The report comes from South Korea's Yonhap News, which explains:
"In a commentary carried by the Korean Central News Agency (KCNA), the communist country lashed out at Tokyo's standing orders to destroy any missile heading toward Japan, threatening such actions will result in a nuclear attack against the island nation."
Japan deployed missiles to Tokyo on Tuesday, vowing to shoot down any misfires approaching Japan from an expected midrange missile test.
Meanwhile, the U.S. intelligence community is publicly all over the place on whether North Korea could actually produce a nuclear warhead. A report partially released yesterday from one Pentagon intelligence agency (after a member of Congress cited it in a hearing) concluded with "moderate confidence" that the country could make a nuclear weapon, albeit one with low reliability. But that report doesn't seem to represent a consensus conclusion of the U.S. government and was immediately downplayed by senior intelligence officials, as Reuters reports:
Pentagon spokesman George Little said, "It would be inaccurate to suggest that the North Korean regime has fully tested, developed or demonstrated the kinds of nuclear capabilities referenced in the passage."

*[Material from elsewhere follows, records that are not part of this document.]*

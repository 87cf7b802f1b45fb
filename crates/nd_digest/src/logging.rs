use std::collections::VecDeque;
use std::fs::OpenOptions;
use std::path::Path;
use std::sync::{Mutex, Once};

use nd_core::Result;
use tracing::Level;

static INIT: Once = Once::new();

pub const DEFAULT_LOG_FILE: &str = "logs/newsdigest.log";

/// Prepends a stack of prefixes (usually a topic) to every message.
#[derive(Debug, Clone, Default)]
pub struct Logger {
    prefixes: VecDeque<String>,
}

impl Logger {
    pub fn new() -> Self {
        Self::default()
    }

    pub fn with_new_prefixes(mut self, prefix: String) -> Self {
        self.prefixes.clear();
        self.prefixes.push_back(prefix);
        self
    }

    pub fn with_prefix(mut self, prefix: String) -> Self {
        self.prefixes.push_back(prefix);
        self
    }

    fn prefixed(&self, message: &str) -> String {
        let prefix = self.prefixes.iter().map(|p| format!("{} ", p)).collect::<String>();
        format!("{}{}", prefix, message)
    }

    pub fn info(&self, message: &str) {
        tracing::info!("{}", self.prefixed(message));
    }

    pub fn error(&self, message: &str) {
        tracing::error!("{}", self.prefixed(message));
    }

    pub fn warn(&self, message: &str) {
        tracing::warn!("{}", self.prefixed(message));
    }

    pub fn debug(&self, message: &str) {
        tracing::debug!("{}", self.prefixed(message));
    }
}

/// Installs the global subscriber once. With `log_file` set, output is
/// appended there without ANSI colors instead of going to stderr.
pub fn init_logging(verbose: bool, log_file: Option<&Path>) -> Result<Logger> {
    let level = if verbose { Level::DEBUG } else { Level::INFO };

    let file = match log_file {
        Some(path) => {
            if let Some(parent) = path.parent().filter(|p| !p.as_os_str().is_empty()) {
                std::fs::create_dir_all(parent)?;
            }
            Some(OpenOptions::new().create(true).append(true).open(path)?)
        }
        None => None,
    };

    if !tracing::dispatcher::has_been_set() {
        INIT.call_once(move || {
            let builder = tracing_subscriber::fmt().with_max_level(level);
            let _ = match file {
                Some(file) => builder.with_ansi(false).with_writer(Mutex::new(file)).try_init(),
                None => builder.with_writer(std::io::stderr).try_init(),
            };
        });
    }

    Ok(Logger::new())
}

#[cfg(test)]
mod tests {
    use super::*;

    #[test]
    fn test_prefixes() {
        let logger = Logger::new().with_prefix("[Tech]".to_string()).with_prefix("[feed]".to_string());
        assert_eq!(logger.prefixed("fetched 3"), "[Tech] [feed] fetched 3");

        let logger = logger.with_new_prefixes("[World]".to_string());
        assert_eq!(logger.prefixed("fetched 1"), "[World] fetched 1");
    }

    #[test]
    fn test_init_logging_creates_log_file() {
        let dir = tempfile::tempdir().unwrap();
        let path = dir.path().join("logs").join("digest.log");
        init_logging(false, Some(&path)).unwrap();
        assert!(path.exists());
    }
}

James Clapper, the country's senior intelligence official, warned that the assessment was not necessarily shared by the wider U.S. intelligence community.
"I would add that the statement read by the Member is not an Intelligence Community assessment. Moreover, North Korea has not yet demonstrated the full range of capabilities necessary for a nuclear armed missile," Clapper, the director of national intelligence, said in a statement.
Secretary of State John Kerry spoke in Seoul, South Korea, on Friday, issuing some warnings of his own to the north. While Kerry's remarks were far from a Kim Jong Un-style promise to drown our enemies in a sea of flames, he had a clear message to convey to the young dictator. Calling the country's plans to test a missile a "huge mistake," Kerry said (via the AP):
"If Kim Jong Un decides to launch a missile, whether it's across the Sea of Japan or some other direction, he will be choosing willfully to ignore the entire international community. And it will be a provocation and unwanted act that will raise people's temperatures. ... It will further isolate his country and further isolate his people who are desperate for food and not missile launches. They are desperate for opportunity and not for a leader to flex his muscles."
As of Friday, according to NBC News, North Korea's medium-range missiles are still fueled and able to fire at any time, but there's been no evidence of increased military activity from the country to suggest a rocket launch is actually about to happen.